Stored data
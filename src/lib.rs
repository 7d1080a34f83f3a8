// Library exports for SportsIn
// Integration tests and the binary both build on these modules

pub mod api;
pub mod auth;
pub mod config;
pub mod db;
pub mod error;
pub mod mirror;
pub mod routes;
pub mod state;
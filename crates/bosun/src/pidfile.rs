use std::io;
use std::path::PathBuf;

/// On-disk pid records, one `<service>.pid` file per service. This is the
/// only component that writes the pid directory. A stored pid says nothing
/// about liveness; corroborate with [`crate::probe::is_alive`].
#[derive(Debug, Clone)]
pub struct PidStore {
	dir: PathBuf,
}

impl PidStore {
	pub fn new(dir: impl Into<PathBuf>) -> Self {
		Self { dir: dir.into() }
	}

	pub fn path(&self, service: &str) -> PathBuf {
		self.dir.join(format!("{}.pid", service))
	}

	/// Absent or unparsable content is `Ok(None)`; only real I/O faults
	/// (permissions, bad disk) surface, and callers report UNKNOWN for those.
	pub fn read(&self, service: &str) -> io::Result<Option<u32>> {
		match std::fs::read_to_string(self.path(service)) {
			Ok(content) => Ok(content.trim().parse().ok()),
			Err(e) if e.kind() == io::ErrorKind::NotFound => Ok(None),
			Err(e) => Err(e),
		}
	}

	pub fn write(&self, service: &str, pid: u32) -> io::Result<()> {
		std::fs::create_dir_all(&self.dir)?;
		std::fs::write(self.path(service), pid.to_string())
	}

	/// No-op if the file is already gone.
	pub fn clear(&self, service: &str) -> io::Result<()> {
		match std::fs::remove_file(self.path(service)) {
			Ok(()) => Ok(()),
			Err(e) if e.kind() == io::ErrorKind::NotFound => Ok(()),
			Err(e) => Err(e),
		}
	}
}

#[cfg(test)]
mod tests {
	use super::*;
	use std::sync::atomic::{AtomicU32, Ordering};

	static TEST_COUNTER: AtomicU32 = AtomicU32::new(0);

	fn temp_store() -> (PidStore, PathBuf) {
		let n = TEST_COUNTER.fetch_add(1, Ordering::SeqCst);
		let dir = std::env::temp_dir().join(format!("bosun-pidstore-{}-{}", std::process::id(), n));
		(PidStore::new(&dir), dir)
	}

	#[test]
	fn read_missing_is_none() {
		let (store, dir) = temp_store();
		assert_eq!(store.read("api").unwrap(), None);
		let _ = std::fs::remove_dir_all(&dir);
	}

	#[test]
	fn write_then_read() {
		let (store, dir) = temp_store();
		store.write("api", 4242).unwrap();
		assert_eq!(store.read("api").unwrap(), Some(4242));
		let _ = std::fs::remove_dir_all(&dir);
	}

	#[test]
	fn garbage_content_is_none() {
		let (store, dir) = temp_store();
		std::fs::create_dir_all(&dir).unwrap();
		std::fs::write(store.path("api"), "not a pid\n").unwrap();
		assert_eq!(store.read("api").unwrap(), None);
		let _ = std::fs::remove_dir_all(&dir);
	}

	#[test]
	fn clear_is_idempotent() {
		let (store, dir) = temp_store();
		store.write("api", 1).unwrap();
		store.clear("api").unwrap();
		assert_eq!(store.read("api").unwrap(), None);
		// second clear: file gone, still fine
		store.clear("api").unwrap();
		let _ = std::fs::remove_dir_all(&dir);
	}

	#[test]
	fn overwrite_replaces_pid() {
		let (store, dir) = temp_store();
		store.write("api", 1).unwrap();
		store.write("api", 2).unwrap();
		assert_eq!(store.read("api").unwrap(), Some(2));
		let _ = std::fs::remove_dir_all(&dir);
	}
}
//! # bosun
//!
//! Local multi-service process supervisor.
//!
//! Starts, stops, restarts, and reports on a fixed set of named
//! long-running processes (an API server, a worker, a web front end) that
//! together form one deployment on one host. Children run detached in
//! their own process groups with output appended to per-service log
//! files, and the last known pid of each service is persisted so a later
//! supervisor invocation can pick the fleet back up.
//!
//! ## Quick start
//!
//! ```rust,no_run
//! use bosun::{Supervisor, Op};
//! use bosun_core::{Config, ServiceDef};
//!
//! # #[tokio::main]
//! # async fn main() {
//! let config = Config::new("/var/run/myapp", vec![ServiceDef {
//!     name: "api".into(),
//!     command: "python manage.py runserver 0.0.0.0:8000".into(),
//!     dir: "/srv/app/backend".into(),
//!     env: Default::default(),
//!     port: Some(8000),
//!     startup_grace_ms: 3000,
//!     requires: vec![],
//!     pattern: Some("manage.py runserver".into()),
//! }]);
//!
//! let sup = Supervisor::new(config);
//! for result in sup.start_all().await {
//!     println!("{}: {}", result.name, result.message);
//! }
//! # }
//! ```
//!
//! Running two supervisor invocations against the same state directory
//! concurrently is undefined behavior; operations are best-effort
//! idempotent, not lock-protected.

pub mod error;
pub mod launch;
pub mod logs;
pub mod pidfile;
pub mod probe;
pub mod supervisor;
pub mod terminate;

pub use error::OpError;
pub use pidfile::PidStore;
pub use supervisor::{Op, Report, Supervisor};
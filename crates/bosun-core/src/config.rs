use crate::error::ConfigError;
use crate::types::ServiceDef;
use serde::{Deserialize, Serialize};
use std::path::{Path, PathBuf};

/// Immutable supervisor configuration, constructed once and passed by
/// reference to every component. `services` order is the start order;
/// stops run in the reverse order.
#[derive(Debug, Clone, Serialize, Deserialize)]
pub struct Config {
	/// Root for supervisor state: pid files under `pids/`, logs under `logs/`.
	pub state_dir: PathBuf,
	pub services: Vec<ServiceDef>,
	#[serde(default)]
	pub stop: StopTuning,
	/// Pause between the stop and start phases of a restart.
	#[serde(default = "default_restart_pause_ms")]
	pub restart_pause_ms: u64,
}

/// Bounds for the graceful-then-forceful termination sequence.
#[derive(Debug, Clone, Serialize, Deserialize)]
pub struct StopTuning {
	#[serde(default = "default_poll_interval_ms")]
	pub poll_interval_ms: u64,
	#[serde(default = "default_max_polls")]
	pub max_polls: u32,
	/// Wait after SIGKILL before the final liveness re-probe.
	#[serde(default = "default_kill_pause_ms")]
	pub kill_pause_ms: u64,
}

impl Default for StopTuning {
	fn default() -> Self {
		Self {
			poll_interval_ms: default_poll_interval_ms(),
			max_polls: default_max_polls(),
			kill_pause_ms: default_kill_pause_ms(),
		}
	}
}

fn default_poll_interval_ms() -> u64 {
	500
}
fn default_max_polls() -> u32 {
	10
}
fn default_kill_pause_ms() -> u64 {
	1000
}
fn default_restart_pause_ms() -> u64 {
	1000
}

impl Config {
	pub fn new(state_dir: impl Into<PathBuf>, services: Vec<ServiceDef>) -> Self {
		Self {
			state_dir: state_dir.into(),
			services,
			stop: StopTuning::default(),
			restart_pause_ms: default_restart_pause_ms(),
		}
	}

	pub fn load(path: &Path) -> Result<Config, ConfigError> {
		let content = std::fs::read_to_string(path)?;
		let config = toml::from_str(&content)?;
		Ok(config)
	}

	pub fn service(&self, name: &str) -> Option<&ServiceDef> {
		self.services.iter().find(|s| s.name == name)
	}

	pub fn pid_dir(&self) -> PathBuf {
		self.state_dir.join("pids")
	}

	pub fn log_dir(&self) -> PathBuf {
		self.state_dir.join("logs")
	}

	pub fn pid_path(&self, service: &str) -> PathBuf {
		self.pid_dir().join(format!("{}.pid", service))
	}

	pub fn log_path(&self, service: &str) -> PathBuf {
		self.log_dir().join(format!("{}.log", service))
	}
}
==
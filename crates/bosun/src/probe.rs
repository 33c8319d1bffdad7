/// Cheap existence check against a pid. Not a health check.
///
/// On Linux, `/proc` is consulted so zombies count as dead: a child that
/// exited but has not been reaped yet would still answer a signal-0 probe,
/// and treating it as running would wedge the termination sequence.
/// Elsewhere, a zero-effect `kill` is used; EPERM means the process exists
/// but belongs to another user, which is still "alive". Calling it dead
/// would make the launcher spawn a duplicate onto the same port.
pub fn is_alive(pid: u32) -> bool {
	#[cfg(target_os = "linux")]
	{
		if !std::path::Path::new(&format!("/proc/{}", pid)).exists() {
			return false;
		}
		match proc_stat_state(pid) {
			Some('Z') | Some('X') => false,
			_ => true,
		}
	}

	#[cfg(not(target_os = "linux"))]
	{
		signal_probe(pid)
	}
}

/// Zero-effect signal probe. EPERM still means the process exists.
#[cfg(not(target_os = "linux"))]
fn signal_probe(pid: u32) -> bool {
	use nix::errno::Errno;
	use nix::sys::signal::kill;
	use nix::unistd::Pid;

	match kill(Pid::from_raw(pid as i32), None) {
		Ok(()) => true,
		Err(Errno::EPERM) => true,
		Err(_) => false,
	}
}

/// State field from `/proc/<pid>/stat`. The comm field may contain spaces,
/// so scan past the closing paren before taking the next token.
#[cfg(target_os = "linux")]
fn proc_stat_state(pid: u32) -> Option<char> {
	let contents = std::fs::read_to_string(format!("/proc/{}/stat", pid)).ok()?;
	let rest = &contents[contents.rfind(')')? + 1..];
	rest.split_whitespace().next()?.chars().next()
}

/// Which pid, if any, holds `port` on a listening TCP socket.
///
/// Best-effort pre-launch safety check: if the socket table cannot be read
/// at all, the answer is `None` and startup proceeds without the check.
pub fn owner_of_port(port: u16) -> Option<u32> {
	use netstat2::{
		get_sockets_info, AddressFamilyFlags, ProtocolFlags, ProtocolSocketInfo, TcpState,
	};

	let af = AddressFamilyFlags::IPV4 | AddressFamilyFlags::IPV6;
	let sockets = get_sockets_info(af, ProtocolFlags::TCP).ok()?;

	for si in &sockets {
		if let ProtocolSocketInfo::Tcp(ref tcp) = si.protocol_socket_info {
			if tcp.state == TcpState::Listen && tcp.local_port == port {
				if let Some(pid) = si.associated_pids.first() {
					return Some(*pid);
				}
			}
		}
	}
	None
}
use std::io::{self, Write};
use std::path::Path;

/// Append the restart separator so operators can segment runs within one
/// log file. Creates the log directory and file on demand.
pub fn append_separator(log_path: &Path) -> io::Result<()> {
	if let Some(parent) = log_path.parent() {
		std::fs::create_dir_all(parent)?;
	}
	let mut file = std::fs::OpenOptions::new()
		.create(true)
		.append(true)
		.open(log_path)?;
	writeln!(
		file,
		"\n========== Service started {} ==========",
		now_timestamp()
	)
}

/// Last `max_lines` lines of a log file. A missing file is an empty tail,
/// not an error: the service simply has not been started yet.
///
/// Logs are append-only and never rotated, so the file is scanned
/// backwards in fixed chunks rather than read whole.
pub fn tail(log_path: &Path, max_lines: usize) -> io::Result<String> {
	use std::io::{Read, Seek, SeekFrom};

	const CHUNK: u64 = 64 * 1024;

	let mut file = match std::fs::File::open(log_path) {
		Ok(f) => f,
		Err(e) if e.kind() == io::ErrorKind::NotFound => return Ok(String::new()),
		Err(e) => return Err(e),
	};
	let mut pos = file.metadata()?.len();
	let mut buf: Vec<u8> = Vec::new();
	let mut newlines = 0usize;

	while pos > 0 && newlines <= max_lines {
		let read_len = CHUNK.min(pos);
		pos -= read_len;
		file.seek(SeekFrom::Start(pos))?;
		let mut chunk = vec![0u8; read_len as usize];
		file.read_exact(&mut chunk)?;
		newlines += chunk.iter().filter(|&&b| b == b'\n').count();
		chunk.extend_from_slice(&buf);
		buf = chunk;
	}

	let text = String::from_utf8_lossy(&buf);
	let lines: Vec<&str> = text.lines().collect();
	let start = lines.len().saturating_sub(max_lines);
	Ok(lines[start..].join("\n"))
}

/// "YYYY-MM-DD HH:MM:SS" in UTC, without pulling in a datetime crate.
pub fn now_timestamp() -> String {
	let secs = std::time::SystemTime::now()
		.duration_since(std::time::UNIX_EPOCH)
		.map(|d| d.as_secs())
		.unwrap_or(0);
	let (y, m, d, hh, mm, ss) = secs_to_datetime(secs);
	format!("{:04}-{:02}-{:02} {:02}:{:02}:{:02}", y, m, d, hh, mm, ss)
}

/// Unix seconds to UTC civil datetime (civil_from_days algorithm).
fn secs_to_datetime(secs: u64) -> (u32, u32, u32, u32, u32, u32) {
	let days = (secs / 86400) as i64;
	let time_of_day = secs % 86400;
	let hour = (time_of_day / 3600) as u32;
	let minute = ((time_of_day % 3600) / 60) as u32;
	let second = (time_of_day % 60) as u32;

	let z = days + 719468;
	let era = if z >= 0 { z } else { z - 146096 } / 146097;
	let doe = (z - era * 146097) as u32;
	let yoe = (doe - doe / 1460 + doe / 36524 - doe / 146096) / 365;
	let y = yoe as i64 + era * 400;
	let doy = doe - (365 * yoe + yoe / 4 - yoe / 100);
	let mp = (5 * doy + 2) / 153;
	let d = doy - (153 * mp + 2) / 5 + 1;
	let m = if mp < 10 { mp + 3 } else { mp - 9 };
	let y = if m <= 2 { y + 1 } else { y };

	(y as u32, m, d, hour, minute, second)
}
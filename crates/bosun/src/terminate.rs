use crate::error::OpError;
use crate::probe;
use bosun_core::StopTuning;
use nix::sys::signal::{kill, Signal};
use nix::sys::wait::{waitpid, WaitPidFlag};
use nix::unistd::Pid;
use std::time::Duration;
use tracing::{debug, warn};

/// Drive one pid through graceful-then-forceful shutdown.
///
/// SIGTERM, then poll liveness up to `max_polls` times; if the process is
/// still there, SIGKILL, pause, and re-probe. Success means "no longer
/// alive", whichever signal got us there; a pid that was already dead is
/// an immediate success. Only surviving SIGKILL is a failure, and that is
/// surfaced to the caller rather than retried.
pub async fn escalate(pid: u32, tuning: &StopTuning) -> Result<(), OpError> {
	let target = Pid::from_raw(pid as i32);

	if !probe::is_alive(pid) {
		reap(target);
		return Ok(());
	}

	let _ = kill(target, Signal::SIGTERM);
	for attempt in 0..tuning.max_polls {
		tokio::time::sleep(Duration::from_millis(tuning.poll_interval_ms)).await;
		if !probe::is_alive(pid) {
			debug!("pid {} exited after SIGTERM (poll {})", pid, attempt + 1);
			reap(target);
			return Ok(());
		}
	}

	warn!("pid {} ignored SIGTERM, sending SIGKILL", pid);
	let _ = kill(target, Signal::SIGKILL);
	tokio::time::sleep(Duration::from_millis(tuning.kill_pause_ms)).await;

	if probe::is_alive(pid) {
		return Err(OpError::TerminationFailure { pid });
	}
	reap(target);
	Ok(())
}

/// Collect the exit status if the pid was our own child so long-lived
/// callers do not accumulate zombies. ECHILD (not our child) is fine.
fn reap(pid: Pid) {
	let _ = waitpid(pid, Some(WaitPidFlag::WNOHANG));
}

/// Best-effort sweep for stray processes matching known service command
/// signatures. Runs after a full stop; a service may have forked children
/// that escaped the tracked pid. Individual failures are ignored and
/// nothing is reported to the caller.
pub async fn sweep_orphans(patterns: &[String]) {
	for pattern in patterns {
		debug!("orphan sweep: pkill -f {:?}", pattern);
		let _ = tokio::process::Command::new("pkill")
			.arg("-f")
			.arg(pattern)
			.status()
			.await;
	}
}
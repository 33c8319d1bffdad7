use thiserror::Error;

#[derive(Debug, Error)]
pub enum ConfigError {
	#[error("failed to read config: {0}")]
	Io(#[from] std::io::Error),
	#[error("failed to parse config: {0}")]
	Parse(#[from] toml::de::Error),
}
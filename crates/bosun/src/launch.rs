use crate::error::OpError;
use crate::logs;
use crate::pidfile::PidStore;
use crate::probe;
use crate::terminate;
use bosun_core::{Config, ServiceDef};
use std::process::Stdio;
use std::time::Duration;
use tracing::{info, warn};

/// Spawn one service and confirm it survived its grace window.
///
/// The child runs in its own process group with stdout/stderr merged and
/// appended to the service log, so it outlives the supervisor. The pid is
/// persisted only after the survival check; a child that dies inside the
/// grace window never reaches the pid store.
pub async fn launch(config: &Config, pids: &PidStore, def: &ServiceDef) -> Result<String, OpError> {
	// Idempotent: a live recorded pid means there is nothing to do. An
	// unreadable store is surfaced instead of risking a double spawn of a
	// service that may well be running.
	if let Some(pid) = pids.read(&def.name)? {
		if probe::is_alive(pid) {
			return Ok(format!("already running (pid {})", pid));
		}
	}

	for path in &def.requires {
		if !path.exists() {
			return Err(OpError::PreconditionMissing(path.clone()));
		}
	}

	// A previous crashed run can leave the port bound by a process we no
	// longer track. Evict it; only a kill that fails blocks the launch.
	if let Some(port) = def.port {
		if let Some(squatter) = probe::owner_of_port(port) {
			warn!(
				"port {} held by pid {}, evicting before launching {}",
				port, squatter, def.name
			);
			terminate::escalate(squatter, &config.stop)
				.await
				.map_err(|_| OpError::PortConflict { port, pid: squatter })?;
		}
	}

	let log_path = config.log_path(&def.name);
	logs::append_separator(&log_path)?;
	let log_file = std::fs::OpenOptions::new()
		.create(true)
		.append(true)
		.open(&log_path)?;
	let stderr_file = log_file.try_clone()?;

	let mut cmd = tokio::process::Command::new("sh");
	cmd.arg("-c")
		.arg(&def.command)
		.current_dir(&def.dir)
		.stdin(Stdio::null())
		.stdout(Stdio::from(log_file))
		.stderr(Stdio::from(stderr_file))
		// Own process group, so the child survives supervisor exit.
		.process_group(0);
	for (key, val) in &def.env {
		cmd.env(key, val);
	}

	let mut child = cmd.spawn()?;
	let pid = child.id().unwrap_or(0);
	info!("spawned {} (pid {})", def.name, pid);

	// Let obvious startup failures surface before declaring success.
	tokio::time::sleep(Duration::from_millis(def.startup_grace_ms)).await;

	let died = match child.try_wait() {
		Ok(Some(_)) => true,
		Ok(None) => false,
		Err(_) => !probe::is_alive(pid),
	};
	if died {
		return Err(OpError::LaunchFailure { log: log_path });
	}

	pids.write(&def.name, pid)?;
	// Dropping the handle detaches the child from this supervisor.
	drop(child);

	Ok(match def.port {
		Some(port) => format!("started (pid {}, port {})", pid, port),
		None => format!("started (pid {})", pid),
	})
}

*EXERCISE DIRECTIONS:*
Every line of the entries above that includes "services" should be copied.

*SOLVED EXERCISE:*
/// reference to every component. `services` order is the start order;
	pub services: Vec<ServiceDef>,
	pub fn new(state_dir: impl Into<PathBuf>, services: Vec<ServiceDef>) -> Self {
			services,
		self.services.iter().find(|s| s.name == name)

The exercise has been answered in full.